[Given information — start]
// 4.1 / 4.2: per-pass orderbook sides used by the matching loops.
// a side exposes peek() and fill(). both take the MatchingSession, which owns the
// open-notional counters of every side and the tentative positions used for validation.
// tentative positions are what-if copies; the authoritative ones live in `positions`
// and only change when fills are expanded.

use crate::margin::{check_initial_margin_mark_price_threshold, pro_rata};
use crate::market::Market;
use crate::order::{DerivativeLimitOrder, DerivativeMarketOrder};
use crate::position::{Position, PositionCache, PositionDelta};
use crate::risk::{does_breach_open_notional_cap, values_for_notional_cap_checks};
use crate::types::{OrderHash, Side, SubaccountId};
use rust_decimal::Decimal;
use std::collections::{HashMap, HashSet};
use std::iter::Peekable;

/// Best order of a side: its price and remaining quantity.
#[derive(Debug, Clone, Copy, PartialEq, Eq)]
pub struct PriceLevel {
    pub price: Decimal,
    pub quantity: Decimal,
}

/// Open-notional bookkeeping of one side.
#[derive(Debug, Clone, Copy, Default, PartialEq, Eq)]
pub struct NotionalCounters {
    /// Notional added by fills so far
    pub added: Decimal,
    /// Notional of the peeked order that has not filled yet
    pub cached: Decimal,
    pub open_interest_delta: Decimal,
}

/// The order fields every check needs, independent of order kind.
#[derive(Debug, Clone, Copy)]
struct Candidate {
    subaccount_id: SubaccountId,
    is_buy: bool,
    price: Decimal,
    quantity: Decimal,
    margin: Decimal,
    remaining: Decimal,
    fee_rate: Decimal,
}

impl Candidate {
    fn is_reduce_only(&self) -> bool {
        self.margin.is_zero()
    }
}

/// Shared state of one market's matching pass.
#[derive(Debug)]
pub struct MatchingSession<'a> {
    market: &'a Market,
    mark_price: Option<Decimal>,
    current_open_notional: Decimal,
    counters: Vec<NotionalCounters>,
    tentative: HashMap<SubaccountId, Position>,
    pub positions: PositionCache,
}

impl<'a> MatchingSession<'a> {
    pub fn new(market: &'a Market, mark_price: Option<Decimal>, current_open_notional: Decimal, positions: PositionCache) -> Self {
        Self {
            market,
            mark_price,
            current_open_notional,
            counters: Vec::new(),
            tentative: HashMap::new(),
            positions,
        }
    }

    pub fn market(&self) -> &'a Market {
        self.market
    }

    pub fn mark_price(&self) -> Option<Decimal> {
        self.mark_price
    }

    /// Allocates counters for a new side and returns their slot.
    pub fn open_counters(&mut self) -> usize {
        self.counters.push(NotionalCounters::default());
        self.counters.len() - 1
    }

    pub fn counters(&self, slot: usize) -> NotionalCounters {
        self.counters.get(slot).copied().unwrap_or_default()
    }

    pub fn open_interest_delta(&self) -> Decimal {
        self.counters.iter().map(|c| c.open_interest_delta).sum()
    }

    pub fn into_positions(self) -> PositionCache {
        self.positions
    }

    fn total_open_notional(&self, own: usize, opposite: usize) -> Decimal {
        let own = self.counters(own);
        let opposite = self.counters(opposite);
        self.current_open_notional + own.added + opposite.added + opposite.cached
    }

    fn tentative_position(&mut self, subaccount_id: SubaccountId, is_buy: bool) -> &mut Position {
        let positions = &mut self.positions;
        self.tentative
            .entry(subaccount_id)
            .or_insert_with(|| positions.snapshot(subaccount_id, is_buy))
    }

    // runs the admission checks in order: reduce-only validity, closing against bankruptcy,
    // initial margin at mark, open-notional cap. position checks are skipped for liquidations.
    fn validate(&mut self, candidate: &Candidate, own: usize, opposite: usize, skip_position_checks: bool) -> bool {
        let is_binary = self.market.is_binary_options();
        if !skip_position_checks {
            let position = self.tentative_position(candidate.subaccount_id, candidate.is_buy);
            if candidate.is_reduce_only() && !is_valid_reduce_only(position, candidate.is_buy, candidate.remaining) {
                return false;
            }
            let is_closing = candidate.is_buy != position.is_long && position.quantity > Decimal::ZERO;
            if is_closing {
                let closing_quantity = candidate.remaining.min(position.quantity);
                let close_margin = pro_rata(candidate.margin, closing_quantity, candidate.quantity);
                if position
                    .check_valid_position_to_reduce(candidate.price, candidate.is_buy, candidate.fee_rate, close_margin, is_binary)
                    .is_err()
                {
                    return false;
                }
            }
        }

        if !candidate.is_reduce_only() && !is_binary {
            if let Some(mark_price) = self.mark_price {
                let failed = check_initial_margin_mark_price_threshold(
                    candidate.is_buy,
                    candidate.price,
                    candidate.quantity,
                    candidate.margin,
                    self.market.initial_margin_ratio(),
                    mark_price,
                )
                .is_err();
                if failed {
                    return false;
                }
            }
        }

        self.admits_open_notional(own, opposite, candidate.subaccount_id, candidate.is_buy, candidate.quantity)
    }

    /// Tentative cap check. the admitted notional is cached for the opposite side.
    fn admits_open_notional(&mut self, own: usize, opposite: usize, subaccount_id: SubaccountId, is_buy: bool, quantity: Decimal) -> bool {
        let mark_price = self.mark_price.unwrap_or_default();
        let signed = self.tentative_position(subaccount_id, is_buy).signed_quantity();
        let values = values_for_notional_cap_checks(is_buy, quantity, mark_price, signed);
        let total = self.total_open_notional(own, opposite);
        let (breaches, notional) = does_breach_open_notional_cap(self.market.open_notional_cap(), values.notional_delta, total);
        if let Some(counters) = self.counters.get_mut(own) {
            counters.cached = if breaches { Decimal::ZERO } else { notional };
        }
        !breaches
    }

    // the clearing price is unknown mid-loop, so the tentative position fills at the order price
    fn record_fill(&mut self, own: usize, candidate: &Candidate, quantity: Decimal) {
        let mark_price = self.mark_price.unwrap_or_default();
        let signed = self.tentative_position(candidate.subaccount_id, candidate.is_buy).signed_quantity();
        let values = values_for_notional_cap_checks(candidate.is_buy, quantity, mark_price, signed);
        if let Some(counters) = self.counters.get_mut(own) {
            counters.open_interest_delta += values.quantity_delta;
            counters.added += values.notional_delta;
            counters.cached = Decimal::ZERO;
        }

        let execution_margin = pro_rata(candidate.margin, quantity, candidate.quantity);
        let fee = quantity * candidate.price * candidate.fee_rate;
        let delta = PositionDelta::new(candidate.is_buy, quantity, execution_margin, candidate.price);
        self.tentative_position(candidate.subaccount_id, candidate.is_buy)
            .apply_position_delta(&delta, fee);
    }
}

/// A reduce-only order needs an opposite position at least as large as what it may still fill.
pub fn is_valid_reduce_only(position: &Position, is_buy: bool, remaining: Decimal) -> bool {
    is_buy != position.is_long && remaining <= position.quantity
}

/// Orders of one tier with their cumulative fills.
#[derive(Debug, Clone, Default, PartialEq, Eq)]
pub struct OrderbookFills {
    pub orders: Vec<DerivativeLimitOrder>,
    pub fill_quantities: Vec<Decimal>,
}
[Given information — finish]
What you need to do:
Wherever the string "Clone" appears in the listing above, show the whole line.

Answer for the task:
#[derive(Debug, Clone, Copy, PartialEq, Eq)]
#[derive(Debug, Clone, Copy, Default, PartialEq, Eq)]
#[derive(Debug, Clone, Copy)]
#[derive(Debug, Clone, Default, PartialEq, Eq)]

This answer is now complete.